• _WHAT YOU SHOULD DO_
In the listing below, every entry should be duplicated exactly.

• _SUPPLIED DATA_
//! Prints engine events to the terminal.

use client_core::{
    markup, AutocompleteView, BannerKind, ClientEvent, ComposeView, FormSnapshot, Preview,
    ThreadView,
};
use tokio::{
    sync::broadcast::{self, error::RecvError},
    task::JoinHandle,
};
use tracing::warn;

#[derive(Debug, Clone, Copy, PartialEq, Eq)]
pub enum Style {
    Text,
    Html,
}

pub fn spawn(mut events: broadcast::Receiver<ClientEvent>, style: Style) -> JoinHandle<()> {
    tokio::spawn(async move {
        loop {
            match events.recv().await {
                Ok(event) => {
                    if let Some(output) = render_event(&event, style) {
                        println!("{output}");
                    }
                }
                Err(RecvError::Lagged(skipped)) => {
                    warn!(skipped, "render: terminal fell behind; events dropped")
                }
                Err(RecvError::Closed) => break,
            }
        }
    })
}

pub fn render_event(event: &ClientEvent, style: Style) -> Option<String> {
    match (event, style) {
        (ClientEvent::PreviewsUpdated(previews), Style::Html) => Some(markup::preview_list(previews)),
        (ClientEvent::PreviewsUpdated(previews), Style::Text) => Some(preview_lines(previews)),
        (ClientEvent::ThreadRendered(view), Style::Html) => Some(markup::thread_view(view)),
        (ClientEvent::ThreadRendered(view), Style::Text) => thread_lines(view),
        (ClientEvent::SuggestionsUpdated(view), Style::Html) => {
            Some(markup::suggestion_list(view)).filter(|html| !html.is_empty())
        }
        (ClientEvent::SuggestionsUpdated(view), Style::Text) => suggestion_lines(view),
        (
            ClientEvent::SelectionChanged {
                thread_id: Some(id),
                reply_visible,
            },
            _,
        ) => Some(if *reply_visible {
            format!("opened thread {id} (reply with `messenger send --reply-to {id}`)")
        } else {
            format!("opened thread {id}")
        }),
        (ClientEvent::SelectionChanged { thread_id: None, .. }, _) => None,
        (ClientEvent::FormUpdated(snapshot), _) => form_errors(snapshot),
        (ClientEvent::ComposeUpdated(view), _) => compose_errors(view),
        (ClientEvent::Banner(Some(banner)), _) => Some(match banner.kind {
            BannerKind::Warning => format!("[warning] {}", banner.message),
            BannerKind::Success => format!("[ok] {}", banner.message),
        }),
        (ClientEvent::Banner(None), _) => None,
        (ClientEvent::Navigate(target), _) => Some(format!("-> {}", target.path())),
        (ClientEvent::SessionExpired, _) => {
            Some("session expired; log in again".to_string())
        }
        (ClientEvent::Error(message), _) => Some(format!("error: {message}")),
    }
}

fn preview_lines(previews: &[Preview]) -> String {
    let mut lines = vec![format!("inbox ({} conversations)", previews.len())];
    lines.extend(previews.iter().map(|preview| {
        let marker = if preview.selected { '*' } else { ' ' };
        format!(
            "{marker} [{}] {:<24} {}  {}",
            preview.thread_id, preview.participant, preview.time, preview.snippet
        )
    }));
    lines.join("\n")
}

fn thread_lines(view: &ThreadView) -> Option<String> {
    match view {
        ThreadView::Closed => None,
        ThreadView::Empty => Some(client_core::inbox::NO_MESSAGES_PLACEHOLDER.to_string()),
        ThreadView::Messages { entries, .. } => Some(
            entries
                .iter()
                .map(|entry| {
                    format!(
                        "{} {:>8} | {}: {}",
                        entry.time,
                        entry.direction.as_str(),
                        entry.sender,
                        entry.content
                    )
                })
                .collect::<Vec<_>>()
                .join("\n"),
        ),
    }
}

fn suggestion_lines(view: &AutocompleteView) -> Option<String> {
    if !view.open {
        return None;
    }
    Some(
        view.suggestions
            .iter()
            .map(|suggestion| format!("  {}", suggestion.label))
            .collect::<Vec<_>>()
            .join("\n"),
    )
}

fn form_errors(snapshot: &FormSnapshot) -> Option<String> {
    let errors: Vec<String> = snapshot
        .fields
        .iter()
        .filter_map(|field| {
            field
                .error
                .as_ref()
                .map(|error| format!("{}: {error}", field.id))
        })
        .collect();
    (!errors.is_empty()).then(|| errors.join("\n"))
}

fn compose_errors(view: &ComposeView) -> Option<String> {
    let errors: Vec<&str> = [&view.recipient_error, &view.content_error]
        .into_iter()
        .filter_map(|error| error.as_deref())
        .collect();
    (!errors.is_empty()).then(|| errors.join("\n"))
}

• _RESULT OF THE TASK_
//! Prints engine events to the terminal.

use client_core::{
    markup, AutocompleteView, BannerKind, ClientEvent, ComposeView, FormSnapshot, Preview,
    ThreadView,
};
use tokio::{
    sync::broadcast::{self, error::RecvError},
    task::JoinHandle,
};
use tracing::warn;

#[derive(Debug, Clone, Copy, PartialEq, Eq)]
pub enum Style {
    Text,
    Html,
}

pub fn spawn(mut events: broadcast::Receiver<ClientEvent>, style: Style) -> JoinHandle<()> {
    tokio::spawn(async move {
        loop {
            match events.recv().await {
                Ok(event) => {
                    if let Some(output) = render_event(&event, style) {
                        println!("{output}");
                    }
                }
                Err(RecvError::Lagged(skipped)) => {
                    warn!(skipped, "render: terminal fell behind; events dropped")
                }
                Err(RecvError::Closed) => break,
            }
        }
    })
}

pub fn render_event(event: &ClientEvent, style: Style) -> Option<String> {
    match (event, style) {
        (ClientEvent::PreviewsUpdated(previews), Style::Html) => Some(markup::preview_list(previews)),
        (ClientEvent::PreviewsUpdated(previews), Style::Text) => Some(preview_lines(previews)),
        (ClientEvent::ThreadRendered(view), Style::Html) => Some(markup::thread_view(view)),
        (ClientEvent::ThreadRendered(view), Style::Text) => thread_lines(view),
        (ClientEvent::SuggestionsUpdated(view), Style::Html) => {
            Some(markup::suggestion_list(view)).filter(|html| !html.is_empty())
        }
        (ClientEvent::SuggestionsUpdated(view), Style::Text) => suggestion_lines(view),
        (
            ClientEvent::SelectionChanged {
                thread_id: Some(id),
                reply_visible,
            },
            _,
        ) => Some(if *reply_visible {
            format!("opened thread {id} (reply with `messenger send --reply-to {id}`)")
        } else {
            format!("opened thread {id}")
        }),
        (ClientEvent::SelectionChanged { thread_id: None, .. }, _) => None,
        (ClientEvent::FormUpdated(snapshot), _) => form_errors(snapshot),
        (ClientEvent::ComposeUpdated(view), _) => compose_errors(view),
        (ClientEvent::Banner(Some(banner)), _) => Some(match banner.kind {
            BannerKind::Warning => format!("[warning] {}", banner.message),
            BannerKind::Success => format!("[ok] {}", banner.message),
        }),
        (ClientEvent::Banner(None), _) => None,
        (ClientEvent::Navigate(target), _) => Some(format!("-> {}", target.path())),
        (ClientEvent::SessionExpired, _) => {
            Some("session expired; log in again".to_string())
        }
        (ClientEvent::Error(message), _) => Some(format!("error: {message}")),
    }
}

fn preview_lines(previews: &[Preview]) -> String {
    let mut lines = vec![format!("inbox ({} conversations)", previews.len())];
    lines.extend(previews.iter().map(|preview| {
        let marker = if preview.selected { '*' } else { ' ' };
        format!(
            "{marker} [{}] {:<24} {}  {}",
            preview.thread_id, preview.participant, preview.time, preview.snippet
        )
    }));
    lines.join("\n")
}

fn thread_lines(view: &ThreadView) -> Option<String> {
    match view {
        ThreadView::Closed => None,
        ThreadView::Empty => Some(client_core::inbox::NO_MESSAGES_PLACEHOLDER.to_string()),
        ThreadView::Messages { entries, .. } => Some(
            entries
                .iter()
                .map(|entry| {
                    format!(
                        "{} {:>8} | {}: {}",
                        entry.time,
                        entry.direction.as_str(),
                        entry.sender,
                        entry.content
                    )
                })
                .collect::<Vec<_>>()
                .join("\n"),
        ),
    }
}

fn suggestion_lines(view: &AutocompleteView) -> Option<String> {
    if !view.open {
        return None;
    }
    Some(
        view.suggestions
            .iter()
            .map(|suggestion| format!("  {}", suggestion.label))
            .collect::<Vec<_>>()
            .join("\n"),
    )
}

fn form_errors(snapshot: &FormSnapshot) -> Option<String> {
    let errors: Vec<String> = snapshot
        .fields
        .iter()
        .filter_map(|field| {
            field
                .error
                .as_ref()
                .map(|error| format!("{}: {error}", field.id))
        })
        .collect();
    (!errors.is_empty()).then(|| errors.join("\n"))
}

fn compose_errors(view: &ComposeView) -> Option<String> {
    let errors: Vec<&str> = [&view.recipient_error, &view.content_error]
        .into_iter()
        .filter_map(|error| error.as_deref())
        .collect();
    (!errors.is_empty()).then(|| errors.join("\n"))
}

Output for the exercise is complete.